But the Life of the spirit is not bound by any such limitations. Its health is unaffected by any physical malady. When we describe the life of the spirit, we speak of an inner life-the spirit within-sometimes referred to as “the Soul.” The Catholic Monk, Thomas Merton, who wrote one of the most profound books on spiritual life, entitled, “The Seven Story Mountain” called it “the inner experience.” It is in this realm, where we experience the most exquisite joys, and the depths of sorrow, and everything in between.

mom child

There are many different viewpoints regarding which relationship might be considered most important in life, but few familial relationships can claim the centrality and significance of the one between a mother and her children. Sometimes children grow up without their mother for one reason or another, or are born into a family in which the mother is unable to be a proper mother for one reason or another, but I think it’s fair to say that the role of the mother is, by far, the most personal relationship we can have with another person. With its many facets, from carrying us inside of her body before birth, through the care and feeding of us as infants, to teaching us the many lessons we need to learn and grow as young children, and through the many stages of our lives for as long as we have her with us, there are many contributions that only a mother can make.
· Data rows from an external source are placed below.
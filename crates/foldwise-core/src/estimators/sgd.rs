//! Linear classifiers trained with stochastic gradient descent

use super::math::{distinct_classes, linear_scores, normalize_rows, sigmoid};
use super::scaler::column_moments;
use crate::error::{FoldwiseError, FoldwiseResult};
use crate::model::params::{positive_float, unknown_param};
use crate::model::traits::not_fitted;
use crate::model::{Classifier, Estimator, ParamMap, ParamValue, ProbabilitySupport};
use ndarray::{Array1, Array2, ArrayView2};
use rand::SeedableRng;
use rand::rngs::SmallRng;
use rand::seq::SliceRandom;

/// Loss minimised by [`SgdClassifier`]
#[derive(Debug, Clone, Copy, PartialEq, Eq)]
pub enum SgdLoss {
    Hinge,
    Log,
    ModifiedHuber,
}

impl SgdLoss {
    pub fn as_str(&self) -> &'static str {
        match self {
            Self::Hinge => "hinge",
            Self::Log => "log",
            Self::ModifiedHuber => "modified_huber",
        }
    }

    fn parse(value: &str) -> Option<Self> {
        match value {
            "hinge" => Some(Self::Hinge),
            "log" | "log_loss" => Some(Self::Log),
            "modified_huber" => Some(Self::ModifiedHuber),
            _ => None,
        }
    }

    /// dLoss/dScore for a ±1 target
    fn gradient(&self, score: f64, target: f64) -> f64 {
        let margin = score * target;
        match self {
            Self::Hinge => {
                if margin < 1.0 {
                    -target
                } else {
                    0.0
                }
            }
            Self::Log => -target * sigmoid(-margin),
            Self::ModifiedHuber => {
                if margin >= 1.0 {
                    0.0
                } else if margin >= -1.0 {
                    -2.0 * target * (1.0 - margin)
                } else {
                    -4.0 * target
                }
            }
        }
    }
}

/// One-vs-rest linear classifier.
///
/// Only the `log` and `modified_huber` losses yield probability estimates.
#[derive(Debug, Clone)]
pub struct SgdClassifier {
    loss: SgdLoss,
    alpha: f64,
    eta0: f64,
    max_iter: usize,
    random_state: Option<u64>,
    fitted: Option<Fitted>,
}

#[derive(Debug, Clone)]
struct Fitted {
    classes: Vec<usize>,
    mean: Array1<f64>,
    scale: Array1<f64>,
    weights: Array2<f64>,
    bias: Array1<f64>,
}

impl SgdClassifier {
    pub fn new(loss: SgdLoss) -> Self {
        Self {
            loss,
            alpha: 1e-4,
            eta0: 0.01,
            max_iter: 20,
            random_state: None,
            fitted: None,
        }
    }

    pub fn with_random_state(mut self, seed: u64) -> Self {
        self.random_state = Some(seed);
        self
    }

    pub fn with_max_iter(mut self, max_iter: usize) -> Self {
        self.max_iter = max_iter;
        self
    }

    pub fn loss(&self) -> SgdLoss {
        self.loss
    }

    /// Train one binary model for `positive`, returning (weights, bias)
    fn fit_binary(&self, x: &Array2<f64>, y: &[usize], positive: usize, rng: &mut SmallRng) -> (Array1<f64>, f64) {
        let (n, d) = x.dim();
        let mut w = Array1::<f64>::zeros(d);
        let mut b = 0.0;
        let mut order: Vec<usize> = (0..n).collect();
        for _ in 0..self.max_iter {
            order.shuffle(rng);
            for &i in &order {
                let row = x.row(i);
                let target = if y[i] == positive { 1.0 } else { -1.0 };
                let score = row.dot(&w) + b;
                let g = self.loss.gradient(score, target);
                w.mapv_inplace(|v| v * (1.0 - self.eta0 * self.alpha));
                if g != 0.0 {
                    w.scaled_add(-self.eta0 * g, &row);
                    b -= self.eta0 * g;
                }
            }
        }
        (w, b)
    }
}

impl Estimator for SgdClassifier {
    fn kind(&self) -> &'static str {
        "sgd_classifier"
    }

    fn params(&self) -> ParamMap {
        let mut params = ParamMap::new();
        params.insert("loss".into(), self.loss.as_str().into());
        params.insert("alpha".into(), self.alpha.into());
        params.insert("eta0".into(), self.eta0.into());
        params.insert("max_iter".into(), self.max_iter.into());
        params.insert(
            "random_state".into(),
            self.random_state
                .map_or(ParamValue::None, |s| ParamValue::Int(s as i64)),
        );
        params
    }

    fn set_param(&mut self, name: &str, value: ParamValue) -> FoldwiseResult<()> {
        match name {
            "loss" => {
                self.loss = value.as_str().and_then(SgdLoss::parse).ok_or_else(|| {
                    FoldwiseError::invalid_configuration(
                        "loss",
                        format!("The loss {} is not supported.", value.repr()),
                    )
                })?
            }
            "alpha" => self.alpha = positive_float(&value, "alpha", "alpha must be > 0")?,
            "eta0" => self.eta0 = positive_float(&value, "eta0", "eta0 must be > 0")?,
            "max_iter" => {
                self.max_iter = value
                    .as_i64()
                    .filter(|v| *v > 0)
                    .map(|v| v as usize)
                    .ok_or_else(|| {
                        FoldwiseError::invalid_configuration(
                            "max_iter",
                            format!("max_iter must be > zero. Got {}", value.repr()),
                        )
                    })?
            }
            "random_state" => self.random_state = value.as_i64().map(|s| s as u64),
            other => return Err(unknown_param(self.kind(), other)),
        }
        Ok(())
    }

    fn clone_box(&self) -> Box<dyn Estimator> {
        Box::new(Self {
            fitted: None,
            ..self.clone()
        })
    }

    fn as_classifier(&self) -> Option<&dyn Classifier> {
        Some(self)
    }

    fn as_classifier_mut(&mut self) -> Option<&mut dyn Classifier> {
        Some(self)
    }
}

impl Classifier for SgdClassifier {
    fn fit(&mut self, x: ArrayView2<'_, f64>, y: &[usize]) -> FoldwiseResult<()> {
        if x.nrows() == 0 || x.nrows() != y.len() {
            return Err(FoldwiseError::estimator(
                self.kind(),
                format!("cannot fit {} rows against {} labels", x.nrows(), y.len()),
            ));
        }
        let classes = distinct_classes(y);
        let (mean, scale) = column_moments(x);
        let xs = (&x - &mean) / &scale;
        let mut rng = SmallRng::seed_from_u64(self.random_state.unwrap_or(0));

        let k = classes.len();
        let mut weights = Array2::<f64>::zeros((k, xs.ncols()));
        let mut bias = Array1::<f64>::zeros(k);
        if k > 1 {
            for (row, &class) in classes.iter().enumerate() {
                let (w, b) = self.fit_binary(&xs, y, class, &mut rng);
                weights.row_mut(row).assign(&w);
                bias[row] = b;
            }
        }

        self.fitted = Some(Fitted {
            classes,
            mean,
            scale,
            weights,
            bias,
        });
        Ok(())
    }

    fn classes(&self) -> &[usize] {
        self.fitted.as_ref().map_or(&[], |f| f.classes.as_slice())
    }

    fn probability_support(&self) -> ProbabilitySupport {
        match self.loss {
            SgdLoss::Log | SgdLoss::ModifiedHuber => ProbabilitySupport::Supported,
            loss => ProbabilitySupport::Unsupported(format!(
                "probability estimates are not available for loss='{}'",
                loss.as_str()
            )),
        }
    }

    fn predict_proba(&self, x: ArrayView2<'_, f64>) -> FoldwiseResult<Array2<f64>> {
        self.probability_support().require(self.kind())?;
        let fitted = self.fitted.as_ref().ok_or_else(|| not_fitted(self.kind()))?;
        if fitted.classes.len() == 1 {
            return Ok(Array2::<f64>::ones((x.nrows(), 1)));
        }
        let xs = (&x - &fitted.mean) / &fitted.scale;
        let mut proba = linear_scores(xs.view(), &fitted.weights, &fitted.bias);
        match self.loss {
            SgdLoss::ModifiedHuber => proba.mapv_inplace(|s| (s.clamp(-1.0, 1.0) + 1.0) / 2.0),
            _ => proba.mapv_inplace(sigmoid),
        }
        normalize_rows(&mut proba);
        Ok(proba)
    }

    /// Hinge loss has no probabilities, so predictions use raw scores
    fn predict(&self, x: ArrayView2<'_, f64>) -> FoldwiseResult<Vec<usize>> {
        let fitted = self.fitted.as_ref().ok_or_else(|| not_fitted(self.kind()))?;
        if fitted.classes.len() == 1 {
            return Ok(vec![fitted.classes[0]; x.nrows()]);
        }
        let xs = (&x - &fitted.mean) / &fitted.scale;
        let scores = linear_scores(xs.view(), &fitted.weights, &fitted.bias);
        Ok(scores
            .rows()
            .into_iter()
            .map(|row| fitted.classes[super::math::argmax(row.iter().copied())])
            .collect())
    }
}

#[cfg(test)]
mod tests {
    use super::*;
    use crate::task::Dataset;

    #[test]
    fn test_hinge_has_no_probabilities() {
        let data = Dataset::synthetic_blobs(10, 2, 3, 1);
        let mut clf = SgdClassifier::new(SgdLoss::Hinge).with_random_state(1);
        let support = clf.probability_support();
        assert_eq!(
            support,
            ProbabilitySupport::Unsupported(
                "probability estimates are not available for loss='hinge'".into()
            )
        );
        clf.fit(data.features(), data.targets()).unwrap();
        assert!(clf.predict_proba(data.features()).unwrap_err().is_capability());
        assert_eq!(clf.predict(data.features()).unwrap().len(), 30);
    }

    #[test]
    fn test_log_loss_probabilities() {
        let data = Dataset::synthetic_blobs(20, 2, 3, 2);
        let mut clf = SgdClassifier::new(SgdLoss::Log).with_random_state(1);
        clf.fit(data.features(), data.targets()).unwrap();
        let proba = clf.predict_proba(data.features()).unwrap();
        assert_eq!(proba.dim(), (60, 3));
        for row in proba.rows() {
            assert!((row.sum() - 1.0).abs() < 1e-9);
        }
        let predictions = clf.predict(data.features()).unwrap();
        let correct = predictions
            .iter()
            .zip(data.targets())
            .filter(|(p, t)| p == t)
            .count();
        assert!(correct > 30);
    }

    #[test]
    fn test_loss_switch_changes_support() {
        let mut clf = SgdClassifier::new(SgdLoss::Hinge);
        clf.set_param("loss", "modified_huber".into()).unwrap();
        assert!(clf.probability_support().is_supported());
        assert!(clf.set_param("loss", "squared".into()).is_err());
    }

    #[test]
    fn test_seeded_fit_is_deterministic() {
        let data = Dataset::synthetic_blobs(10, 3, 2, 5);
        let mut a = SgdClassifier::new(SgdLoss::Log).with_random_state(9);
        let mut b = SgdClassifier::new(SgdLoss::Log).with_random_state(9);
        a.fit(data.features(), data.targets()).unwrap();
        b.fit(data.features(), data.targets()).unwrap();
        assert_eq!(
            a.predict_proba(data.features()).unwrap(),
            b.predict_proba(data.features()).unwrap()
        );
    }
}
The mother who gives birth enjoys a level of intimacy with that child that cannot be duplicated or reconstructed after they arrive in the world.

No matter what kind relationship we have with those we love, we often don’t realize just how much the spirit of life figures in our experience of the world and our temporary existence as human beings, until we are faced with the end of life. But if we take the time to examine these important considerations while those we love are amongst us, it makes it a bit easier to celebrate their lives when the body can no longer sustain itself. It might seem strange to say that we celebrate someone’s life when they finally reach the end of it. The end of life and celebration seem, on the surface, to be contradictory. And yet, what greater reason to celebrate than the fulfillment of life; the arrival at the goal to which all life has pointed, and the place at last for which the soul has always longed.
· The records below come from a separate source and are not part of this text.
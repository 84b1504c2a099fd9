//! Chain of transformers ending in an estimator

use crate::error::{FoldwiseError, FoldwiseResult};
use crate::model::params::{split_nested, unknown_param};
use crate::model::{Classifier, Estimator, ParamMap, ParamValue, ProbabilitySupport};
use crate::search::SearchTrace;
use ndarray::{Array2, ArrayView2};

/// Named steps; every step but the last must be a transformer.
///
/// Step parameters are addressed as `<step>__<param>`.
#[derive(Debug)]
pub struct Pipeline {
    steps: Vec<(String, Box<dyn Estimator>)>,
}

impl Pipeline {
    pub fn new(steps: Vec<(String, Box<dyn Estimator>)>) -> FoldwiseResult<Self> {
        let Some((_, head)) = steps.split_last() else {
            return Err(FoldwiseError::invalid_configuration(
                "steps",
                "A pipeline needs at least one step",
            ));
        };
        for (name, step) in head {
            if step.as_transformer().is_none() {
                return Err(FoldwiseError::invalid_configuration(
                    "steps",
                    format!(
                        "All intermediate steps should be transformers; '{}' ({}) isn't",
                        name,
                        step.kind()
                    ),
                ));
            }
        }
        for (i, (name, _)) in steps.iter().enumerate() {
            if name.contains("__") || steps[..i].iter().any(|(other, _)| other == name) {
                return Err(FoldwiseError::invalid_configuration(
                    "steps",
                    format!("Step names must be unique and must not contain '__': '{}'", name),
                ));
            }
        }
        Ok(Self { steps })
    }

    pub fn steps(&self) -> impl Iterator<Item = (&str, &dyn Estimator)> {
        self.steps.iter().map(|(name, step)| (name.as_str(), step.as_ref()))
    }

    fn final_classifier(&self) -> Option<&dyn Classifier> {
        self.steps.last().and_then(|(_, step)| step.as_classifier())
    }

    fn transform_through(&self, x: ArrayView2<'_, f64>) -> FoldwiseResult<Array2<f64>> {
        let mut current = x.to_owned();
        for (name, step) in &self.steps[..self.steps.len() - 1] {
            let transformer = step.as_transformer().ok_or_else(|| {
                FoldwiseError::estimator("pipeline", format!("step '{}' cannot transform", name))
            })?;
            current = transformer.transform(current.view())?;
        }
        Ok(current)
    }
}

impl Estimator for Pipeline {
    fn kind(&self) -> &'static str {
        "pipeline"
    }

    fn params(&self) -> ParamMap {
        let mut params = ParamMap::new();
        for (name, step) in &self.steps {
            for (param, value) in step.params() {
                params.insert(format!("{}__{}", name, param), value);
            }
        }
        params
    }

    fn set_param(&mut self, name: &str, value: ParamValue) -> FoldwiseResult<()> {
        let (step_name, param) = split_nested(name).ok_or_else(|| unknown_param("pipeline", name))?;
        let (_, step) = self
            .steps
            .iter_mut()
            .find(|(candidate, _)| candidate == step_name)
            .ok_or_else(|| unknown_param("pipeline", name))?;
        step.set_param(param, value)
    }

    fn validate(&self) -> FoldwiseResult<()> {
        self.steps.iter().try_for_each(|(_, step)| step.validate())
    }

    fn components(&self) -> Vec<(String, &dyn Estimator)> {
        self.steps
            .iter()
            .map(|(name, step)| (name.clone(), step.as_ref()))
            .collect()
    }

    fn clone_box(&self) -> Box<dyn Estimator> {
        Box::new(Self {
            steps: self
                .steps
                .iter()
                .map(|(name, step)| (name.clone(), step.clone_box()))
                .collect(),
        })
    }

    fn as_classifier(&self) -> Option<&dyn Classifier> {
        self.final_classifier().map(|_| self as &dyn Classifier)
    }

    fn as_classifier_mut(&mut self) -> Option<&mut dyn Classifier> {
        if self.final_classifier().is_some() {
            Some(self)
        } else {
            None
        }
    }
}

impl Classifier for Pipeline {
    fn fit(&mut self, x: ArrayView2<'_, f64>, y: &[usize]) -> FoldwiseResult<()> {
        let mut current = x.to_owned();
        let Some(((_, last), head)) = self.steps.split_last_mut() else {
            return Err(FoldwiseError::estimator("pipeline", "empty pipeline"));
        };
        for (name, step) in head {
            let transformer = step.as_transformer_mut().ok_or_else(|| {
                FoldwiseError::estimator("pipeline", format!("step '{}' cannot transform", name))
            })?;
            transformer.fit(current.view())?;
            current = transformer.transform(current.view())?;
        }
        let classifier = last.as_classifier_mut().ok_or_else(|| {
            FoldwiseError::capability("pipeline", "the final step is not a classifier")
        })?;
        classifier.fit(current.view(), y)
    }

    fn classes(&self) -> &[usize] {
        self.final_classifier().map(|c| c.classes()).unwrap_or(&[])
    }

    fn probability_support(&self) -> ProbabilitySupport {
        self.final_classifier().map_or_else(
            || ProbabilitySupport::Unsupported("the final step is not a classifier".into()),
            |c| c.probability_support(),
        )
    }

    fn predict_proba(&self, x: ArrayView2<'_, f64>) -> FoldwiseResult<Array2<f64>> {
        let classifier = self.final_classifier().ok_or_else(|| {
            FoldwiseError::capability("pipeline", "the final step is not a classifier")
        })?;
        let transformed = self.transform_through(x)?;
        classifier.predict_proba(transformed.view())
    }

    fn predict(&self, x: ArrayView2<'_, f64>) -> FoldwiseResult<Vec<usize>> {
        let classifier = self.final_classifier().ok_or_else(|| {
            FoldwiseError::capability("pipeline", "the final step is not a classifier")
        })?;
        let transformed = self.transform_through(x)?;
        classifier.predict(transformed.view())
    }

    fn search_trace(&self) -> Option<&SearchTrace> {
        self.final_classifier().and_then(|c| c.search_trace())
    }
}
But we are so human, and the end of life feels like such a loss, that we can easily forget the other side of the coin, which is the transition into a life of the spirit. We often see the end of temporal life only as a door closing on life, not as an opening to a much greater one. We feel the emptiness within ourselves, making it so much harder to remember, through our tears and grief, that as St. Paul said, “We know that when the earthly tent in which we dwell is destroyed, we have a dwelling provided for us by God, a dwelling in the heavens, not made by hands, but to last forever.” Many of the world’s mythologies and religious traditions suggest some variety of transcendent existence which supports our lives as human beings, and which can mitigate our sense of loss. We cling to life in a completely understandable human way most of our lives, suffering terribly when we see that it is lost too soon, and sometimes we despair even when it dwindles slowly at the latter part of a long and fruitful life.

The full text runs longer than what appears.